Cartels, in economic theory, are treated from an external vantage point- or the ‘black box’ approach. The ‘black box’ approach assumes that all cartels are the same and they all react to changes in external forces such as a shift in demand, a change in the structure of the industry or a change in the size and number of firms competing in the industry. This infantilization of cartels of course makes them predictable and easy to analyze, but, on the other hand, takes them far away from the real world of firms as strategy forming entities that, if powerful enough, possess the ability of controlling the entire game. In the economic textbook, the preceding scenario is identified as a ‘monopoly’, one firm that controls the market because it occupies the largest share of the market. In history, this situation can be compared to a monarch that holds the ‘divine right’ or ‘absolute power’ to command a designated territory.

Economic theory, however, is forgetting about another possible scenario: that of aristocratic families controlling city-states, such as those in Renaissance Italy. While these aristocrats exercise complete power over their city-states, at the same time they either are a threat or are threatened by or both, by proximate city-states controlled by enemy aristocrats. In the given environment they either invade or cooperate temporarily because of a common interest or a common threat- and here we have some earlier forms of cartels, commonly institutionalized through inter-marriage between royal members from different states.  Hence, cartels cannot be treated as ‘black boxes’, far from that they are ‘organisms’ with a will and a strategy that are bounded with other ‘organisms’ either by threat or cooperation.
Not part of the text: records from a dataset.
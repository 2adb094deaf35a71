//! Unified path management for Chunk Scout configuration files.
//!
//! All persisted local state lives under the platform config directory
//! (e.g. `~/.config/chunkscout/` on Linux).

use std::path::PathBuf;

/// Errors that can occur during path resolution.
#[derive(Debug)]
pub enum PathError {
    /// Home directory could not be determined.
    HomeDirNotFound,
}

impl std::fmt::Display for PathError {
    fn fmt(&self, f: &mut std::fmt::Formatter<'_>) -> std::fmt::Result {
        match self {
            PathError::HomeDirNotFound => write!(f, "Cannot find home directory"),
        }
    }
}

impl std::error::Error for PathError {}

/// Unified path management for Chunk Scout.
///
/// # Directory Structure
///
/// ```text
/// ~/.config/chunkscout/        # Config directory
/// └── categories.toml          # Persisted taxa category selection
/// ```
pub struct ChunkScoutPaths;

impl ChunkScoutPaths {
    /// Returns the Chunk Scout configuration directory.
    pub fn config_dir() -> Result<PathBuf, PathError> {
        dirs::config_dir()
            .map(|dir| dir.join("chunkscout"))
            .ok_or(PathError::HomeDirNotFound)
    }

    /// Path of the persisted taxa category selection.
    pub fn categories_file() -> Result<PathBuf, PathError> {
        Ok(Self::config_dir()?.join("categories.toml"))
    }
}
Cartels’ durability depends on a number of eclectic factors. Of course the more self-sufficient and independent the firm is in a competitive environment (especially because it’s profitable and innovative) the less interested the firm is to collude with other firms as it will diminish its ability to form and implement independent strategy. The environment for one is an important determinant of cartel formation: the more uncertain the institutional environment and the industry’s profit the more likely it is that firms will collude together to offset the uncertainty. Internally, if the firm is knowledge oriented or supplier dependent it might prefer a cooperative collusion with suppliers or knowledge brokers. In this case the firm’s strategy is depended on the network in which it is embedded and cartelization is a natural choice. Finally some legal environments such as the one in the United States are very antagonistic towards cartels (anti-competitive laws actively penalize cartels), forcing collusion into a ‘shadow’ activity that some firms secretly participate in.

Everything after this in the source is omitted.